Pretty hat. Pretty bed-jacket. Pretty tea-cups. What after all, could be more suitable?
“But I want you to like Maurice.” “But I do like him.” “How can you like him when you’ve never seen him?” “But I have seen him.” “O, you saw him? When? Where did you see Maurice?” “I saw him as I was coming in, in the hall-way.” “How did you know it was Maurice?” “I didn’t. He knew it was me.”

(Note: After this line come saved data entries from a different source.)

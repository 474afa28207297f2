use crate::system;
use crate::tracks::TrackId;
use anyhow::{bail, Context};
use directories::BaseDirs;
use serde::{Deserialize, Serialize};
use std::fs;
use std::path::{Path, PathBuf};
use std::time::Duration;

/// Longest accepted poll interval: one minute.
pub const MAX_POLL_INTERVAL_MS: u64 = 60_000;

#[derive(Debug, Clone, Serialize, Deserialize)]
pub struct Config {
    #[serde(default = "default_poll_interval_ms")]
    pub poll_interval_ms: u64,
    #[serde(default)]
    pub on_unparsable: UnparsablePolicy,
    #[serde(default)]
    pub fallback_track: TrackId,
    #[serde(default = "default_volume")]
    pub volume: f32,
    #[serde(default)]
    pub player: PlayerConfig,
    #[serde(default)]
    pub settings_path: Option<PathBuf>,
}

/// External program used to render one pass of a track.
///
/// `args` may contain `{path}`, `{volume}` (0.0-1.0) and `{volume_percent}`.
#[derive(Debug, Clone, Serialize, Deserialize, PartialEq, Eq)]
pub struct PlayerConfig {
    pub command: String,
    #[serde(default)]
    pub args: Vec<String>,
}

/// What a tick does when the trigger file does not hold an integer.
#[derive(Debug, Clone, Copy, Serialize, Deserialize, PartialEq, Eq, Default)]
#[serde(rename_all = "lowercase")]
pub enum UnparsablePolicy {
    /// Leave playback untouched until the file changes again.
    #[default]
    Ignore,
    /// Act as if `fallback_track` had been written.
    Fallback,
}

impl Config {
    pub fn load() -> anyhow::Result<Self> {
        if let Some(path) = Self::project_path() {
            if path.exists() {
                return Self::load_from_path(&path);
            }
        }

        if let Ok(path) = Self::default_path() {
            if path.exists() {
                return Self::load_from_path(&path);
            }
        }

        Ok(Self::default())
    }

    pub fn load_from_path(path: &Path) -> anyhow::Result<Self> {
        let raw = fs::read_to_string(path)
            .with_context(|| format!("read config at {}", path.display()))?;
        let config: Config = serde_json::from_str(&raw)
            .with_context(|| format!("parse config at {}", path.display()))?;
        Ok(config)
    }

    pub fn init_default() -> anyhow::Result<PathBuf> {
        let path = Self::default_path()?;
        if let Some(parent) = path.parent() {
            fs::create_dir_all(parent)?;
        }
        let config = Self::default();
        fs::write(&path, serde_json::to_string_pretty(&config)?)?;
        Ok(path)
    }

    pub fn default_path() -> anyhow::Result<PathBuf> {
        let base = BaseDirs::new().context("unable to resolve home directory")?;
        Ok(base.config_dir().join("trackwatch").join("config.json"))
    }

    /// Clamped to [`MAX_POLL_INTERVAL_MS`] so deadline arithmetic in the
    /// control loop cannot overflow, even for an unvalidated config.
    pub fn poll_interval(&self) -> Duration {
        Duration::from_millis(self.poll_interval_ms.min(MAX_POLL_INTERVAL_MS))
    }

    pub fn validate(&self) -> anyhow::Result<()> {
        if !(0.0..=1.0).contains(&self.volume) {
            bail!("volume must be between 0.0 and 1.0");
        }

        if self.poll_interval_ms == 0 {
            bail!("poll_interval_ms must be greater than 0");
        }

        if self.poll_interval_ms > MAX_POLL_INTERVAL_MS {
            bail!("poll_interval_ms must be at most {MAX_POLL_INTERVAL_MS}");
        }

        if self.player.command.trim().is_empty() {
            bail!("player.command must not be empty");
        }

        if !self.player.args.iter().any(|arg| arg.contains("{path}")) {
            bail!("player.args must contain a {{path}} placeholder");
        }

        Ok(())
    }

    fn project_path() -> Option<PathBuf> {
        Some(PathBuf::from("trackwatch.json"))
    }
}

impl Default for Config {
    fn default() -> Self {
        Self {
            poll_interval_ms: default_poll_interval_ms(),
            on_unparsable: UnparsablePolicy::default(),
            fallback_track: TrackId(0),
            volume: default_volume(),
            player: PlayerConfig::default(),
            settings_path: None,
        }
    }
}

impl Default for PlayerConfig {
    fn default() -> Self {
        system::detect().player
    }
}

fn default_poll_interval_ms() -> u64 {
    250
}

fn default_volume() -> f32 {
    0.8
}
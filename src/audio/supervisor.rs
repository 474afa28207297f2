use super::engine::PlaybackEngine;
use super::AudioOutput;
use crate::error::PlaybackError;
use crate::events::StreamEnd;
use std::path::{Path, PathBuf};

#[derive(Debug, Clone, PartialEq, Eq)]
pub enum LoopState {
    Idle,
    Looping { path: PathBuf, generation: u64 },
}

/// Outcome of handling an end-of-stream event.
#[derive(Debug)]
pub enum LoopVerdict {
    /// Stale or unwanted event: the stream was stopped or replaced.
    Ignored,
    Restarted { generation: u64 },
    Halted(PlaybackError),
}

/// Keeps the current track looping until it is explicitly stopped.
#[derive(Debug)]
pub struct LoopSupervisor {
    state: LoopState,
    restarts: u64,
}

impl Default for LoopSupervisor {
    fn default() -> Self {
        Self::new()
    }
}

impl LoopSupervisor {
    pub fn new() -> Self {
        Self {
            state: LoopState::Idle,
            restarts: 0,
        }
    }

    pub fn state(&self) -> &LoopState {
        &self.state
    }

    pub fn is_looping(&self) -> bool {
        matches!(self.state, LoopState::Looping { .. })
    }

    /// Number of automatic restarts performed since creation.
    pub fn restarts(&self) -> u64 {
        self.restarts
    }

    /// Idle -> Looping (or Looping -> Looping on a new track).
    pub fn begin<O: AudioOutput>(
        &mut self,
        engine: &mut PlaybackEngine<O>,
        path: &Path,
    ) -> Result<u64, PlaybackError> {
        match engine.play(path) {
            Ok(generation) => {
                self.state = LoopState::Looping {
                    path: path.to_path_buf(),
                    generation,
                };
                Ok(generation)
            }
            Err(err) => {
                self.state = LoopState::Idle;
                Err(err)
            }
        }
    }

    /// Looping -> Idle. Any end event still in flight is ignored afterwards.
    pub fn halt<O: AudioOutput>(&mut self, engine: &mut PlaybackEngine<O>) {
        self.state = LoopState::Idle;
        engine.stop();
    }

    pub fn on_stream_end<O: AudioOutput>(
        &mut self,
        engine: &mut PlaybackEngine<O>,
        generation: u64,
        end: StreamEnd,
    ) -> LoopVerdict {
        let path = match &self.state {
            LoopState::Looping {
                path,
                generation: current,
            } if *current == generation => path.clone(),
            _ => {
                tracing::debug!(generation, "ignoring end of stale stream");
                return LoopVerdict::Ignored;
            }
        };

        match end {
            StreamEnd::Natural => match self.begin(engine, &path) {
                Ok(generation) => {
                    self.restarts += 1;
                    tracing::debug!(generation, path = %path.display(), "looping track");
                    LoopVerdict::Restarted { generation }
                }
                Err(err) => LoopVerdict::Halted(err),
            },
            StreamEnd::Failed(reason) => {
                self.halt(engine);
                LoopVerdict::Halted(PlaybackError::Failed { path, reason })
            }
        }
    }
}
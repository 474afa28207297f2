use std::time::Duration;
use trackwatch::config::{Config, MAX_POLL_INTERVAL_MS};

#[test]
fn default_config_is_valid() {
    Config::default().validate().unwrap();
}

#[test]
fn poll_interval_bounds_are_enforced() {
    let mut config = Config::default();

    config.poll_interval_ms = 0;
    assert!(config.validate().is_err());

    config.poll_interval_ms = MAX_POLL_INTERVAL_MS;
    config.validate().unwrap();

    config.poll_interval_ms = u64::MAX;
    let err = config.validate().unwrap_err();
    assert!(err.to_string().contains("at most"));
    assert_eq!(
        config.poll_interval(),
        Duration::from_millis(MAX_POLL_INTERVAL_MS)
    );
}
use clap::Parser;

fn main() -> anyhow::Result<()> {
    let cli = trackwatch::cli::Cli::parse();
    trackwatch::run(cli)
}
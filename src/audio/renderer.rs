use super::{ActiveStream, AudioOutput, EndSignal};
use crate::config::PlayerConfig;
use crate::error::PlaybackError;
use std::ffi::OsString;
use std::path::Path;
use std::process::{Child, Command, Stdio};
use std::sync::atomic::{AtomicBool, Ordering};
use std::sync::{Arc, Mutex, MutexGuard, PoisonError};
use std::thread::{self, JoinHandle};
use std::time::Duration;

const MONITOR_INTERVAL: Duration = Duration::from_millis(25);

/// Renders each pass by spawning the configured player program.
#[derive(Debug, Clone)]
pub struct CommandOutput {
    player: PlayerConfig,
    volume: f32,
}

impl CommandOutput {
    pub fn new(player: PlayerConfig, volume: f32) -> Self {
        Self { player, volume }
    }
}

impl AudioOutput for CommandOutput {
    fn start(
        &mut self,
        path: &Path,
        signal: EndSignal,
    ) -> Result<Box<dyn ActiveStream>, PlaybackError> {
        if !path.is_file() {
            return Err(PlaybackError::NotFound(path.to_path_buf()));
        }

        let child = Command::new(&self.player.command)
            .args(expand_args(&self.player.args, path, self.volume))
            .stdin(Stdio::null())
            .stdout(Stdio::null())
            .stderr(Stdio::inherit())
            .spawn()
            .map_err(|source| PlaybackError::Spawn {
                command: self.player.command.clone(),
                path: path.to_path_buf(),
                source,
            })?;

        tracing::debug!(
            pid = child.id(),
            generation = signal.generation(),
            path = %path.display(),
            "player started"
        );

        Ok(Box::new(CommandStream::watch(child, signal)))
    }
}

struct CommandStream {
    child: Arc<Mutex<Child>>,
    halted: Arc<AtomicBool>,
    monitor: Option<JoinHandle<()>>,
}

impl CommandStream {
    fn watch(child: Child, signal: EndSignal) -> Self {
        let child = Arc::new(Mutex::new(child));
        let halted = Arc::new(AtomicBool::new(false));

        let monitor = {
            let child = Arc::clone(&child);
            let halted = Arc::clone(&halted);
            thread::spawn(move || monitor(child, halted, signal))
        };

        Self {
            child,
            halted,
            monitor: Some(monitor),
        }
    }
}

fn monitor(child: Arc<Mutex<Child>>, halted: Arc<AtomicBool>, signal: EndSignal) {
    loop {
        if halted.load(Ordering::SeqCst) {
            return;
        }

        let status = lock_child(&child).try_wait();

        match status {
            Ok(Some(status)) => {
                if halted.load(Ordering::SeqCst) {
                    return;
                }
                if status.success() {
                    signal.natural();
                } else {
                    signal.failed(format!("player exited with status {status}"));
                }
                return;
            }
            Ok(None) => {}
            Err(err) => {
                signal.failed(format!("poll player: {err}"));
                return;
            }
        }

        thread::sleep(MONITOR_INTERVAL);
    }
}

/// A panic while the lock was held leaves the process handle itself intact,
/// so poisoning is ignored and the child is still polled and reaped.
fn lock_child(child: &Mutex<Child>) -> MutexGuard<'_, Child> {
    child.lock().unwrap_or_else(PoisonError::into_inner)
}

impl ActiveStream for CommandStream {
    fn halt(&mut self) {
        if self.halted.swap(true, Ordering::SeqCst) {
            return;
        }

        {
            let mut child = lock_child(&self.child);
            if let Ok(None) = child.try_wait() {
                let _ = child.kill();
            }
            let _ = child.wait();
        }

        if let Some(monitor) = self.monitor.take() {
            let _ = monitor.join();
        }
    }
}

impl Drop for CommandStream {
    fn drop(&mut self) {
        self.halt();
    }
}

/// Substitutes `{path}`, `{volume}` and `{volume_percent}` in player args.
pub fn expand_args(args: &[String], path: &Path, volume: f32) -> Vec<OsString> {
    let volume = volume.clamp(0.0, 1.0);
    let percent = (volume * 100.0).round() as u32;

    args.iter()
        .map(|arg| {
            if arg == "{path}" {
                return path.as_os_str().to_os_string();
            }
            let expanded = arg
                .replace("{path}", &path.to_string_lossy())
                .replace("{volume_percent}", &percent.to_string())
                .replace("{volume}", &volume.to_string());
            OsString::from(expanded)
        })
        .collect()
}

#[cfg(all(test, unix))]
mod tests {
    use super::*;
    use crate::events::{ControlEvent, StreamEnd};
    use std::sync::mpsc;

    #[test]
    fn poisoned_child_lock_still_reports_the_end() {
        let child = Command::new("sh").args(["-c", "exit 0"]).spawn().unwrap();
        let child = Arc::new(Mutex::new(child));
        {
            let child = Arc::clone(&child);
            let _ = thread::spawn(move || {
                let _guard = child.lock().unwrap();
                panic!("poison the child lock");
            })
            .join();
        }
        assert!(child.is_poisoned());

        let (tx, rx) = mpsc::channel();
        monitor(
            Arc::clone(&child),
            Arc::new(AtomicBool::new(false)),
            EndSignal::new(7, tx),
        );

        match rx.recv_timeout(Duration::from_secs(5)).unwrap() {
            ControlEvent::StreamEnded { generation, end } => {
                assert_eq!(generation, 7);
                assert_eq!(end, StreamEnd::Natural);
            }
            other => panic!("unexpected event: {other:?}"),
        }
    }
}
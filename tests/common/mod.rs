#![allow(dead_code)]

use filetime::{set_file_mtime, FileTime};
use std::fs;
use std::path::{Path, PathBuf};
use std::sync::{Arc, Mutex};
use tempfile::TempDir;
use trackwatch::audio::{ActiveStream, AudioOutput, EndSignal};
use trackwatch::config::Config;
use trackwatch::controller::Controller;
use trackwatch::error::PlaybackError;
use trackwatch::events::{Notice, NoticeKind};
use trackwatch::watch::DiskTrigger;

pub type TestController = Controller<FakeOutput, DiskTrigger, Vec<Notice>>;

#[derive(Default)]
pub struct OutputLog {
    pub started: Vec<PathBuf>,
    pub halted: usize,
    pub signals: Vec<EndSignal>,
    pub refuse: bool,
}

/// Records every pass instead of producing sound.
#[derive(Clone, Default)]
pub struct FakeOutput {
    pub log: Arc<Mutex<OutputLog>>,
}

impl FakeOutput {
    pub fn started(&self) -> Vec<PathBuf> {
        self.log.lock().unwrap().started.clone()
    }

    pub fn started_names(&self) -> Vec<String> {
        self.started()
            .iter()
            .map(|p| p.file_name().unwrap().to_string_lossy().into_owned())
            .collect()
    }

    pub fn halted(&self) -> usize {
        self.log.lock().unwrap().halted
    }

    pub fn latest_signal(&self) -> EndSignal {
        self.log.lock().unwrap().signals.last().cloned().unwrap()
    }

    /// Simulates the current pass running out of audio.
    pub fn finish_latest(&self) {
        self.latest_signal().natural();
    }

    pub fn refuse_next(&self) {
        self.log.lock().unwrap().refuse = true;
    }
}

impl AudioOutput for FakeOutput {
    fn start(
        &mut self,
        path: &Path,
        signal: EndSignal,
    ) -> Result<Box<dyn ActiveStream>, PlaybackError> {
        let mut log = self.log.lock().unwrap();
        if log.refuse {
            log.refuse = false;
            return Err(PlaybackError::Failed {
                path: path.to_path_buf(),
                reason: "corrupt file".to_string(),
            });
        }
        log.started.push(path.to_path_buf());
        log.signals.push(signal);
        Ok(Box::new(FakeStream {
            log: Arc::clone(&self.log),
            halted: false,
        }))
    }
}

struct FakeStream {
    log: Arc<Mutex<OutputLog>>,
    halted: bool,
}

impl ActiveStream for FakeStream {
    fn halt(&mut self) {
        if !self.halted {
            self.halted = true;
            self.log.lock().unwrap().halted += 1;
        }
    }
}

impl Drop for FakeStream {
    fn drop(&mut self) {
        self.halt();
    }
}

/// Scratch directory with `a.wav`, `b.wav`, a track map binding them to 1
/// and 2, and a trigger file path.
pub struct Fixture {
    pub dir: TempDir,
    pub trigger: PathBuf,
    pub tracks: PathBuf,
}

impl Fixture {
    pub fn new() -> Self {
        let dir = tempfile::tempdir().unwrap();
        fs::write(dir.path().join("a.wav"), b"RIFF").unwrap();
        fs::write(dir.path().join("b.wav"), b"RIFF").unwrap();
        let tracks = dir.path().join("tracks.json");
        fs::write(&tracks, r#"{"1": "a.wav", "2": "b.wav"}"#).unwrap();
        let trigger = dir.path().join("scene.txt");
        Self {
            dir,
            trigger,
            tracks,
        }
    }

    /// Rewrites the trigger file and pins its mtime to `secs`.
    pub fn write_trigger(&self, content: &str, secs: i64) {
        fs::write(&self.trigger, content).unwrap();
        set_file_mtime(&self.trigger, FileTime::from_unix_time(secs, 0)).unwrap();
    }

    pub fn write_trigger_bytes(&self, content: &[u8], secs: i64) {
        fs::write(&self.trigger, content).unwrap();
        set_file_mtime(&self.trigger, FileTime::from_unix_time(secs, 0)).unwrap();
    }

    pub fn controller(&self, output: &FakeOutput) -> TestController {
        self.controller_with(&Config::default(), output)
    }

    pub fn controller_with(&self, config: &Config, output: &FakeOutput) -> TestController {
        let mut controller = Controller::new(config, output.clone(), DiskTrigger, Vec::new());
        controller.select_trigger(self.trigger.clone());
        assert!(controller.select_tracks(self.tracks.clone()));
        controller
    }
}

pub fn count(notices: &[Notice], pred: impl Fn(&NoticeKind) -> bool) -> usize {
    notices.iter().filter(|n| pred(&n.kind)).count()
}
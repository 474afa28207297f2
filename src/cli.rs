use clap::{Args, Parser, Subcommand};
use std::path::PathBuf;

#[derive(Parser, Debug)]
#[command(
    name = "trackwatch",
    version,
    about = "Loop the audio track selected by an externally written trigger file"
)]
pub struct Cli {
    #[command(subcommand)]
    pub command: Commands,

    #[arg(short, long, global = true, help = "Enable verbose logging")]
    pub verbose: bool,
}

#[derive(Subcommand, Debug)]
pub enum Commands {
    Watch(WatchArgs),
    Play(PlayArgs),
    Check(CheckArgs),
    Settings(SettingsArgs),
    Config(ConfigArgs),
    SystemInfo(SystemInfoArgs),
}

#[derive(Args, Debug, Clone, Default)]
pub struct SessionArgs {
    #[arg(long, value_name = "PATH", help = "File holding the current track number")]
    pub trigger: Option<PathBuf>,

    #[arg(long, value_name = "PATH", help = "JSON map of track numbers to audio files")]
    pub tracks: Option<PathBuf>,

    #[arg(long, value_name = "PATH", help = "Override the session settings file")]
    pub settings: Option<PathBuf>,

    #[arg(long, help = "Do not read commands from stdin")]
    pub no_stdin: bool,
}

#[derive(Args, Debug)]
pub struct WatchArgs {
    #[command(flatten)]
    pub session: SessionArgs,

    #[arg(long, value_name = "MS", help = "Poll interval in milliseconds")]
    pub poll_ms: Option<u64>,
}

#[derive(Args, Debug)]
pub struct PlayArgs {
    #[command(flatten)]
    pub session: SessionArgs,
}

#[derive(Args, Debug)]
pub struct CheckArgs {
    #[arg(value_name = "PATH", help = "Track map JSON to validate")]
    pub path: PathBuf,

    #[arg(long, help = "Output as JSON")]
    pub json: bool,
}

#[derive(Args, Debug)]
pub struct SettingsArgs {
    #[arg(long, value_name = "PATH", help = "Override the session settings file")]
    pub settings: Option<PathBuf>,

    #[arg(long, help = "Show saved paths")]
    pub show: bool,

    #[arg(long, help = "Forget saved paths")]
    pub clear: bool,
}

#[derive(Args, Debug)]
pub struct ConfigArgs {
    #[arg(long, help = "Show current config as JSON")]
    pub show: bool,

    #[arg(long, help = "Create default config file")]
    pub init: bool,

    #[arg(long, help = "Validate configuration")]
    pub validate: bool,
}

#[derive(Args, Debug)]
pub struct SystemInfoArgs {
    #[arg(long, help = "Output as JSON")]
    pub json: bool,
}
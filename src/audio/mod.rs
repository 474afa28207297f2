//! Audio output capability and the two-state loop built on top of it.

pub mod engine;
pub mod renderer;
pub mod supervisor;

use crate::error::PlaybackError;
use crate::events::{ControlEvent, StreamEnd};
use std::path::Path;
use std::sync::mpsc::Sender;

/// Something that can render an audio file once, from offset 0.
pub trait AudioOutput {
    /// Begins playback of `path`. The output must fire `signal` exactly once
    /// if the pass ends by itself, and never after `ActiveStream::halt`.
    fn start(
        &mut self,
        path: &Path,
        signal: EndSignal,
    ) -> Result<Box<dyn ActiveStream>, PlaybackError>;
}

/// One open decode/output binding. Dropping it must release the device.
pub trait ActiveStream: Send {
    fn halt(&mut self);
}

/// Handle given to an output so it can report the end of a pass back onto
/// the control loop.
#[derive(Debug, Clone)]
pub struct EndSignal {
    generation: u64,
    tx: Sender<ControlEvent>,
}

impl EndSignal {
    pub fn new(generation: u64, tx: Sender<ControlEvent>) -> Self {
        Self { generation, tx }
    }

    pub fn generation(&self) -> u64 {
        self.generation
    }

    pub fn natural(self) {
        self.send(StreamEnd::Natural);
    }

    pub fn failed(self, reason: impl Into<String>) {
        self.send(StreamEnd::Failed(reason.into()));
    }

    fn send(self, end: StreamEnd) {
        let event = ControlEvent::StreamEnded {
            generation: self.generation,
            end,
        };
        // The loop may already be gone during shutdown.
        let _ = self.tx.send(event);
    }
}
//! Domain errors surfaced to the user.

use std::path::PathBuf;

use crate::tracks::TrackId;

#[derive(Debug, thiserror::Error)]
pub enum TrackMapError {
    #[error("failed to read track map at {path}: {source}")]
    Read {
        path: PathBuf,
        #[source]
        source: std::io::Error,
    },

    #[error("failed to load JSON content from {path}: {source}")]
    Parse {
        path: PathBuf,
        #[source]
        source: serde_json::Error,
    },

    #[error("could not find song for track {track} at path {path}. Please fix the JSON file")]
    MissingSong { track: TrackId, path: PathBuf },
}

#[derive(Debug, thiserror::Error)]
pub enum PlaybackError {
    #[error("audio file not found: {0}")]
    NotFound(PathBuf),

    #[error("failed to start player `{command}` for {path}: {source}")]
    Spawn {
        command: String,
        path: PathBuf,
        #[source]
        source: std::io::Error,
    },

    #[error("playback of {path} failed: {reason}")]
    Failed { path: PathBuf, reason: String },
}

/// Reasons a `start` intent is refused. The messages are shown verbatim.
#[derive(Debug, thiserror::Error, PartialEq, Eq)]
pub enum StartError {
    #[error("Before proceeding, please specify a path to the trigger file")]
    MissingTrigger,

    #[error("Please specify a path to the config file")]
    MissingConfig,

    #[error("Song Paths weren't loaded properly.")]
    TracksNotLoaded,
}

#[derive(Debug, thiserror::Error)]
pub enum SettingsError {
    #[error("settings file {path} is malformed: expected two lines, found {lines}")]
    Malformed { path: PathBuf, lines: usize },

    #[error("settings I/O failed at {path}: {source}")]
    Io {
        path: PathBuf,
        #[source]
        source: std::io::Error,
    },
}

But that didn’t matter, that would go on for ever, that kind of conversation. It was no good that kind of talk, anyone could do it. But whatever other kind of talk could there possibly be now with Fayne? “I wanted him to like you for I insisted when we arranged about the marriage that you were to be with us.” “Be with you?” “Yes, little fool. What easier. We’ve booked” (booked—Fay was getting on slowly but surely with her English) “the tickets for you.” “Booked. Why couldn’t you say taken?” “Well why should I? All I am is English.” “Since when English?” “Well, I can’t exactly give the moment but we were married in Saint Margaret’s, West Philadelphia, about two weeks since.” “Why Saint Margaret’s, such a swell church, why anyhow at all in such regalia?” “O to please Madre. Some of the wealthy New York cousins coughed up when they knew who I was to marry. It was to their advantage at last to notice my existence.” “What did they give you?” “O things. My gown—for instance.” “Gown?” “Yes, it’s hanging in the cupboard. I’m to put it on tomorrow night for the first time here and you’re all to come to dinner.” “Dinner? Who for instance?” “Well, old George.” “George?” Famished and forgetting Hermione had lifted hyacinths to George Lowndes’ kisses. But you can’t marry him.